In a land marked by its arid seasons, the sight of flowing water on our mountain is exciting, and the sound of its splash, a special music.  Every gorge we entered rang with the life giving sound of water.

Our umbrellas came down as the rain turned to a light mist and we jumped creeks and scrambled up and down great rocky outcroppings in search of the best cascade views.  I hope I never forget the joy of playing like a child.  I guess that’s part of the draw of hiking on a rainy day.  Splashing in puddles was a special joy as a little guy.  We made dams in the gutters and felt like we were engineers changing the course of great rivers.  Whole summers were spent playing in the Walnut and Pacheco Creeks, before they were tamed by levees.  Fishing from scrap wood rafts we caught blue gill on the lake, now long gone, filled in and paved over as the Solano Drive-in.  Just up from that on Solano Avenue were marshes and a flooded willow forest where we jumped from trunk to trunk trying to stay dry, but never succeeding, becoming wonderfully lost for hours.

Nancy and I hiked on, coming upon one waterfall after another.  Sometimes several were visible in a short section of canyon.  Wet rocks glistened and the manzanita bark shone with a scarlet brilliance.  A week of rain had revived moss and liverworts and bright orange lichens, and the color of everything clinging to the rocky cliffs was a shade beyond its usual dusty, muted tone.  Still the clouds drifted slowly or sat motionless against the hills and the soft mist seemed a final life sustaining beneficence from the storm.  The peaceful ending to a very wet week.

We walked out glad for our muddy feet and the beauty all around us.   

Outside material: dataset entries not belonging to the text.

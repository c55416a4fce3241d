//! JSON extraction.
//!
//! The document is parsed with `serde_json` and described by its top-level
//! shape. `full_content` hands the parsed value back untouched; key order is
//! kept because the crate enables `preserve_order`.

use crate::config::{ConversionOptions, ConversionType};
use crate::error::ConvertError;
use crate::pipeline::input::{self, FileStats};
use crate::pipeline::Extracted;
use serde_json::{json, Map, Value};
use std::path::Path;

const FORMAT: &str = "json";

/// Top-level keys listed in `summary` and `metadata_only`.
pub const MAX_TOP_LEVEL_KEYS: usize = 10;

/// Array items sampled in `summary` mode.
pub const SAMPLE_ITEMS: usize = 3;

pub async fn extract(path: &Path, options: &ConversionOptions) -> Result<Extracted, ConvertError> {
    let stats = input::file_stats(path, FORMAT).await?;
    let text = input::read_text(path, FORMAT).await?;
    let value = parse(&text)?;
    Ok(build(&value, &stats, options))
}

pub fn parse(text: &str) -> Result<Value, ConvertError> {
    let text = text.strip_prefix('\u{feff}').unwrap_or(text);
    serde_json::from_str(text).map_err(|e| ConvertError::extraction(FORMAT, e))
}

/// Nesting depth: scalars are 0, a container is one more than its deepest
/// child.
pub fn depth(value: &Value) -> usize {
    match value {
        Value::Array(items) => 1 + items.iter().map(depth).max().unwrap_or(0),
        Value::Object(map) => 1 + map.values().map(depth).max().unwrap_or(0),
        _ => 0,
    }
}

fn top_level_keys(map: &Map<String, Value>) -> Vec<&String> {
    map.keys().take(MAX_TOP_LEVEL_KEYS).collect()
}

pub fn build(value: &Value, stats: &FileStats, options: &ConversionOptions) -> Extracted {
    // Anything that is not an array is described as an object; scalars
    // simply have no keys.
    let empty = Map::new();
    let (is_array, count, object) = match value {
        Value::Array(items) => (true, items.len(), &empty),
        Value::Object(map) => (false, map.len(), map),
        _ => (false, 0, &empty),
    };

    let metadata = if is_array {
        json!({
            "file_size": stats.size,
            "structure_type": "array",
            "item_count": count,
        })
    } else {
        json!({
            "file_size": stats.size,
            "structure_type": "object",
            "key_count": count,
        })
    };

    let content = match options.conversion_type {
        ConversionType::Summary => {
            if let Value::Array(items) = value {
                json!({
                    "description": format!("JSON array with {count} items"),
                    "top_level_keys": [format!("Array with {count} items")],
                    "sample": &items[..items.len().min(SAMPLE_ITEMS)],
                })
            } else {
                json!({
                    "description": format!("JSON object with {count} keys"),
                    "top_level_keys": top_level_keys(object),
                    "sample": value,
                })
            }
        }
        ConversionType::FullContent => json!({ "data": value }),
        ConversionType::MetadataOnly => {
            if is_array {
                json!({
                    "structure": {
                        "type": "JSON",
                        "structure_type": "array",
                        "item_count": count,
                        "depth": depth(value),
                    }
                })
            } else {
                json!({
                    "structure": {
                        "type": "JSON",
                        "structure_type": "object",
                        "top_level_keys": top_level_keys(object),
                        "depth": depth(value),
                    }
                })
            }
        }
    };

    Extracted::new(metadata, content)
}

#[cfg(test)]
mod tests {
    use super::*;
    use chrono::Utc;

    fn stats() -> FileStats {
        FileStats {
            size: 10,
            created: Utc::now(),
        }
    }

    fn options(t: ConversionType) -> ConversionOptions {
        ConversionOptions::builder().conversion_type(t).build()
    }

    #[test]
    fn full_content_is_lossless() {
        let src = r#"{"z": 1, "a": [1.5, null, {"k": "v"}], "m": {"deep": true}}"#;
        let value = parse(src).unwrap();
        let out = build(&value, &stats(), &options(ConversionType::FullContent));
        assert_eq!(out.content["data"], value);
        let keys: Vec<&String> = out.content["data"].as_object().unwrap().keys().collect();
        assert_eq!(keys, vec!["z", "a", "m"]);
    }

    #[test]
    fn array_summary_uses_placeholder_and_samples() {
        let value = json!([1, 2, 3, 4, 5]);
        let out = build(&value, &stats(), &options(ConversionType::Summary));
        assert_eq!(out.metadata["structure_type"], "array");
        assert_eq!(out.metadata["item_count"], 5);
        assert_eq!(out.content["top_level_keys"], json!(["Array with 5 items"]));
        assert_eq!(out.content["sample"], json!([1, 2, 3]));
    }

    #[test]
    fn object_summary_caps_keys() {
        let map: Map<String, Value> = (0..15).map(|i| (format!("k{i}"), json!(i))).collect();
        let value = Value::Object(map);
        let out = build(&value, &stats(), &options(ConversionType::Summary));
        assert_eq!(out.metadata["key_count"], 15);
        assert_eq!(out.content["top_level_keys"].as_array().unwrap().len(), 10);
        assert_eq!(out.content["sample"], value);
    }

    #[test]
    fn metadata_only_reports_depth() {
        let value = json!({"a": {"b": [1]}});
        let out = build(&value, &stats(), &options(ConversionType::MetadataOnly));
        let s = &out.content["structure"];
        assert_eq!(s["type"], "JSON");
        assert_eq!(s["depth"], 3);
        assert_eq!(s["top_level_keys"], json!(["a"]));
        assert_eq!(depth(&json!(7)), 0);
        assert_eq!(depth(&json!([])), 1);
    }

    #[test]
    fn invalid_json_is_extraction_failure() {
        let err = parse("{not json").unwrap_err();
        assert!(err.to_string().starts_with("Failed to process JSON file"));
    }

    #[test]
    fn byte_order_mark_is_ignored() {
        assert_eq!(parse("\u{feff}[1]").unwrap(), json!([1]));
    }
}
//! CSV extraction over an async record stream.
//!
//! The file is never buffered whole: records are pulled one at a time from a
//! `csv_async` reader over a Tokio file. Every record is counted, but only
//! `full_content` keeps all rows; the other modes keep the first
//! [`INFERENCE_ROWS`], which covers both the summary sample and type
//! inference.

use crate::config::{ConversionOptions, ConversionType};
use crate::error::ConvertError;
use crate::pipeline::input::{self, FileStats};
use crate::pipeline::Extracted;
use csv_async::{AsyncReaderBuilder, ByteRecord};
use futures::StreamExt;
use serde_json::{json, Map, Value};
use std::path::Path;
use tracing::debug;

const FORMAT: &str = "csv";

/// Rows shown in `summary` mode.
pub const SAMPLE_ROWS: usize = 5;

/// Rows inspected when inferring column types.
pub const INFERENCE_ROWS: usize = 10;

/// One data row, keyed by header in header order.
pub type Row = Map<String, Value>;

/// Rows read from a CSV source.
#[derive(Debug, Clone, Default, PartialEq)]
pub struct CsvTable {
    pub headers: Vec<String>,
    /// All rows, or the leading rows when not everything was retained.
    pub rows: Vec<Row>,
    /// Number of data rows in the file, retained or not.
    pub row_count: usize,
}

pub async fn extract(path: &Path, options: &ConversionOptions) -> Result<Extracted, ConvertError> {
    let stats = input::file_stats(path, FORMAT).await?;
    let file = input::open(path, FORMAT).await?;

    let keep = match options.conversion_type {
        ConversionType::FullContent => usize::MAX,
        _ => INFERENCE_ROWS,
    };
    let table = read_table(file, keep).await?;
    debug!(
        "CSV read: {} rows, {} columns",
        table.row_count,
        table.headers.len()
    );

    Ok(build(&table, &stats, options))
}

/// Stream records from `source`, retaining at most `keep` rows.
///
/// Fields are decoded as UTF-8 with invalid sequences replaced, so a Latin-1
/// export still converts.
pub async fn read_table<R>(source: R, keep: usize) -> Result<CsvTable, ConvertError>
where
    R: tokio::io::AsyncRead + Unpin + Send,
{
    let mut reader = AsyncReaderBuilder::new()
        .flexible(true)
        .create_reader(source);

    let file_headers: Vec<String> = reader
        .byte_headers()
        .await
        .map_err(|e| ConvertError::extraction(FORMAT, e))?
        .iter()
        .map(decode_field)
        .collect();

    let mut rows = Vec::new();
    let mut row_count = 0usize;
    let mut records = reader.byte_records();
    while let Some(record) = records.next().await {
        let record = record.map_err(|e| ConvertError::extraction(FORMAT, e))?;
        row_count += 1;
        if rows.len() < keep {
            rows.push(to_row(&file_headers, &record));
        }
    }

    // Headers are the keys of the first data row: a header-only file has
    // none, and a repeated name is one key.
    let headers = if row_count == 0 {
        Vec::new()
    } else {
        unique_in_order(file_headers)
    };

    Ok(CsvTable {
        headers,
        rows,
        row_count,
    })
}

fn decode_field(field: &[u8]) -> String {
    String::from_utf8_lossy(field).into_owned()
}

fn unique_in_order(names: Vec<String>) -> Vec<String> {
    let mut unique: Vec<String> = Vec::with_capacity(names.len());
    for name in names {
        if !unique.contains(&name) {
            unique.push(name);
        }
    }
    unique
}

/// Pair cells with headers. Missing cells become `""`, extra cells are
/// dropped. A repeated header keeps its first position and its last cell.
fn to_row(headers: &[String], record: &ByteRecord) -> Row {
    headers
        .iter()
        .enumerate()
        .map(|(i, h)| {
            let cell = record.get(i).map(decode_field).unwrap_or_default();
            (h.clone(), Value::from(cell))
        })
        .collect()
}

/// Infer a column type from its first non-empty values.
///
/// `integer` / `float` when every value parses as a finite number (float
/// if any contains a decimal point), `boolean` when every value is
/// `true`/`false` in any case, `string` otherwise and `unknown` when the
/// column has no non-empty value.
pub fn infer_type<'a>(values: impl IntoIterator<Item = &'a str>) -> &'static str {
    let values: Vec<&str> = values
        .into_iter()
        .map(str::trim)
        .filter(|v| !v.is_empty())
        .collect();
    if values.is_empty() {
        return "unknown";
    }

    let numeric = values
        .iter()
        .all(|v| v.parse::<f64>().map(f64::is_finite).unwrap_or(false));
    if numeric {
        return if values.iter().any(|v| v.contains('.')) {
            "float"
        } else {
            "integer"
        };
    }

    let boolean = values
        .iter()
        .all(|v| v.eq_ignore_ascii_case("true") || v.eq_ignore_ascii_case("false"));
    if boolean {
        "boolean"
    } else {
        "string"
    }
}

fn data_types(table: &CsvTable) -> Map<String, Value> {
    table
        .headers
        .iter()
        .map(|h| {
            let column = table
                .rows
                .iter()
                .take(INFERENCE_ROWS)
                .filter_map(|row| row.get(h).and_then(Value::as_str));
            (h.clone(), Value::from(infer_type(column)))
        })
        .collect()
}

pub fn build(table: &CsvTable, stats: &FileStats, options: &ConversionOptions) -> Extracted {
    let metadata = json!({
        "file_size": stats.size,
        "row_count": table.row_count,
        "column_count": table.headers.len(),
        "headers": table.headers,
    });

    let content = match options.conversion_type {
        ConversionType::Summary => json!({
            "description": format!(
                "CSV file with {} rows and {} columns",
                table.row_count,
                table.headers.len()
            ),
            "headers": table.headers,
            "sample_rows": &table.rows[..table.rows.len().min(SAMPLE_ROWS)],
        }),
        ConversionType::FullContent => json!({
            "headers": table.headers,
            "rows": table.rows,
        }),
        ConversionType::MetadataOnly => json!({
            "structure": {
                "headers": table.headers,
                "data_types": data_types(table),
            }
        }),
    };

    Extracted::new(metadata, content)
}
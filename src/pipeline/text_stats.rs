//! Shared text heuristics: counting, sampling and heading detection.
//!
//! These are intentionally approximate. The thresholds are fixed constants
//! so two runs over the same text always agree.

use once_cell::sync::Lazy;
use regex::Regex;

/// Words per minute assumed for reading-time estimates.
pub const READING_WORDS_PER_MINUTE: usize = 200;

/// Words per printed page assumed for page estimates.
pub const WORDS_PER_PAGE: usize = 250;

/// Leading paragraphs kept in `summary` mode.
pub const SUMMARY_HEAD_PARAGRAPHS: usize = 3;

/// Trailing paragraphs kept in `summary` mode.
pub const SUMMARY_TAIL_PARAGRAPHS: usize = 2;

/// Maximum number of potential headings reported.
pub const MAX_POTENTIAL_HEADINGS: usize = 10;

// A potential heading is shorter than HEADING_MAX_CHARS, has at most
// HEADING_MAX_WORDS words, is longer than HEADING_MIN_CHARS and does not
// end with a period.
const HEADING_MAX_CHARS: usize = 100;
const HEADING_MAX_WORDS: usize = 8;
const HEADING_MIN_CHARS: usize = 3;

static RE_PARAGRAPH_BREAK: Lazy<Regex> = Lazy::new(|| Regex::new(r"\n\s*\n").unwrap());

/// Split on blank-line-delimited runs, trimming each paragraph and dropping
/// empty ones.
pub fn paragraphs(text: &str) -> Vec<String> {
    RE_PARAGRAPH_BREAK
        .split(text)
        .map(str::trim)
        .filter(|p| !p.is_empty())
        .map(str::to_string)
        .collect()
}

/// Raw lines, exactly as in the text (CRLF tolerated).
pub fn raw_lines(text: &str) -> Vec<String> {
    text.lines().map(str::to_string).collect()
}

/// Trimmed lines with blank lines removed.
pub fn trimmed_lines(text: &str) -> Vec<String> {
    text.lines()
        .map(str::trim)
        .filter(|l| !l.is_empty())
        .map(str::to_string)
        .collect()
}

/// Whitespace-delimited, non-empty tokens.
pub fn word_count(text: &str) -> usize {
    text.split_whitespace().count()
}

/// Unicode scalar values.
pub fn char_count(text: &str) -> usize {
    text.chars().count()
}

/// Ceiling division; `ceil_div(0, d) == 0`.
pub fn ceil_div(n: usize, d: usize) -> usize {
    if d == 0 {
        0
    } else {
        n.div_ceil(d)
    }
}

/// `ceil(words / 200)` minutes.
pub fn reading_time_minutes(words: usize) -> usize {
    ceil_div(words, READING_WORDS_PER_MINUTE)
}

/// `ceil(words / 250)` pages.
pub fn estimated_pages(words: usize) -> usize {
    ceil_div(words, WORDS_PER_PAGE)
}

/// First `n` items.
pub fn head<T: Clone>(items: &[T], n: usize) -> Vec<T> {
    items.iter().take(n).cloned().collect()
}

/// Last `n` items. Overlaps [`head`] when the list is short.
pub fn tail<T: Clone>(items: &[T], n: usize) -> Vec<T> {
    items[items.len().saturating_sub(n)..].to_vec()
}

/// Heuristic heading test: under 100 chars, at most 8 words, more than 3
/// chars, not ending with a period.
pub fn is_potential_heading(line: &str) -> bool {
    let line = line.trim();
    let len = line.chars().count();
    len < HEADING_MAX_CHARS
        && len > HEADING_MIN_CHARS
        && word_count(line) <= HEADING_MAX_WORDS
        && !line.ends_with('.')
}

/// Up to 10 lines that look like headings, in document order.
pub fn potential_headings(lines: &[String]) -> Vec<String> {
    lines
        .iter()
        .map(|l| l.trim())
        .filter(|l| is_potential_heading(l))
        .take(MAX_POTENTIAL_HEADINGS)
        .map(str::to_string)
        .collect()
}

/// Human-readable size using base-1024 units with two decimals,
/// e.g. `1.50 KB`.
pub fn format_file_size(bytes: u64) -> String {
    const UNITS: [&str; 4] = ["B", "KB", "MB", "GB"];
    let mut value = bytes as f64;
    let mut unit = 0;
    while value >= 1024.0 && unit < UNITS.len() - 1 {
        value /= 1024.0;
        unit += 1;
    }
    format!("{:.2} {}", value, UNITS[unit])
}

"A few minutes ago every tree was excited, bowing to the roaring storm, waving, swirling, tossing their branches in glorious enthusiasm like worship. But though to the outer ear these trees are now silent, their songs never cease. Every hidden cell is throbbing with music and life, every fiber thrilling like harp strings, while incense is ever flowing from the balsam bells and leaves. No wonder the hills and groves were God's first temples, and the more they are cut down and hewn into cathedrals and churches, the farther off and dimmer seems the Lord himself."